The last student on the right of the first row is my great-grandfather, Curtis Lenz. The rest of the team as well as the coach were not identified on the photo.

~contributed by Aubrie Lynn Lee from her personal photo collection

1941 - Lansing High School Cardinals Baseball Team - 1941

This Lansing High School Cardinal baseball team of 1941 made it all the way to District finals before going down to defeat.

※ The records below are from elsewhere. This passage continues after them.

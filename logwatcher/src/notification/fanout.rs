//! Delivery of one alert to every configured channel.

use std::sync::Arc;

use async_trait::async_trait;
use futures::future::join_all;
use tracing::{debug, info, warn};

use super::alert::Alert;
use super::channels::{NotificationChannel, NotificationsConfig};
use crate::error::ChannelFailure;
use crate::{Error, Result};

/// Anything that can deliver an alert. The dispatcher retries on `Err`.
#[async_trait]
pub trait Notifier: Send + Sync {
    async fn deliver(&self, alert: &Alert) -> Result<()>;
}

/// Sends each alert to every channel.
///
/// Channels are attempted concurrently and a failure never prevents the
/// remaining channels from being tried. The delivery succeeds only when
/// every channel succeeded; otherwise the error lists each failed channel.
pub struct FanoutNotifier {
    channels: Vec<Arc<dyn NotificationChannel>>,
}

impl FanoutNotifier {
    pub fn new(channels: Vec<Arc<dyn NotificationChannel>>) -> Self {
        Self { channels }
    }

    /// Build the enabled, fully configured channels.
    ///
    /// Channels that are switched off or lack credentials are skipped here,
    /// never at delivery time.
    pub fn from_config(config: &NotificationsConfig) -> Result<Self> {
        let mut channels = Vec::new();

        for channel_config in config.channels() {
            let channel_type = channel_config.channel_type();
            if !channel_config.is_enabled() {
                continue;
            }
            let problems = channel_config.problems();
            if !problems.is_empty() {
                debug!(
                    "Skipping {} channel: {}",
                    channel_type,
                    problems.join(", ")
                );
                continue;
            }

            let channel = channel_config.build()?;
            if !channel.is_enabled() {
                debug!("Skipping {} channel: not fully configured", channel_type);
                continue;
            }
            info!("Notifications: using {}", channel_type);
            channels.push(channel);
        }

        if channels.is_empty() {
            warn!("No notification channel is enabled; matched alerts will only be logged");
        }

        Ok(Self::new(channels))
    }

    /// Types of the active channels, in configuration order.
    pub fn channel_types(&self) -> Vec<&'static str> {
        self.channels.iter().map(|c| c.channel_type()).collect()
    }

    pub fn is_empty(&self) -> bool {
        self.channels.is_empty()
    }
}

#[async_trait]
impl Notifier for FanoutNotifier {
    async fn deliver(&self, alert: &Alert) -> Result<()> {
        if self.channels.is_empty() {
            info!(subject = %alert.subject, body = %alert.body, "Alert (no channel configured)");
            return Ok(());
        }

        let results = join_all(self.channels.iter().map(|channel| async move {
            (channel.channel_type(), channel.send(alert).await)
        }))
        .await;

        let failures: Vec<ChannelFailure> = results
            .into_iter()
            .filter_map(|(channel, result)| {
                result.err().map(|e| ChannelFailure {
                    channel: channel.to_string(),
                    message: match e {
                        Error::Channel { message, .. } => message,
                        other => other.to_string(),
                    },
                })
            })
            .collect();

        if failures.is_empty() {
            Ok(())
        } else {
            Err(Error::Delivery(failures))
        }
    }
}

STANDING L-R: Clifford Ristow, Coach Edwin Albertson, Bert Severson, Leo Sullivan, Elmer Henderson, Gus Hastings, John Wilde, and Leland "Beans" Ritchie

SEATED L-R: Victor Swiggum, Bud Roeder, Raymond Wetterlin, Glenn Feuerhelm, and Team Captain, Bob Sweeney

~Allamakee Journal, Lansing, Iowa, May 22, 1991
~contributed by Errin Wilker

1973 - Kee High Hawks Baseball Team - 1973
Class A State Champs

Kee High Baseball Team - 1973

Front row, sitting: Manager David Rethwisch, Scorekeeper Lee Ann Wilde Bulman and Manager Dennis Mulholland
Kneeling: Steve Darling, Jay Darling, Kevin Hogan, Jim Brennan, Dan Bulman, Robert Renk and John Jangula
Standing: Doug Bulman, Rich Renk, Mark Rethwisch, Craig Wiemerslage, Barry Fruechte, Kevin Keenan, Dave Darling, Steve Fink, Mike Verdon and Coach Gene Schultz

~Allamakee Journal, Lansing, IA, hand-dated 1981, the photo dates to 1973
~contributed by Errin Wilker


Home For Kee High—Four members of Kee High's State Class A champions pose on home field with part of Mt. Hosmer looming in the background. From left: Shortstop Mark Rethwisch, catcher Dave Darling, second baseman Doug Bulman, and pitcher Steve Fink. The squad was made up of players from Lansing, St. George and New Albin, and went through a 47-game schedule without losing

Lansing Fans 'Welcome' Register
By Leighton Housh, Sports Editor

LANSING, IA—This little city in Northeast Iowa is unique. Where else in Iowa can you find a town that includes a mountain within the city limits—complete with a panoramic view of the Mississippi River? It's called Mt. Hosmer. And can you name a place in this state which in the year 1973 approved a school bond issue by no less than 93 percent? And can you recall an Iowan who coached a team to state high school baseball championship without receiving a dime for so doing? And finally, that team made a proper job of it.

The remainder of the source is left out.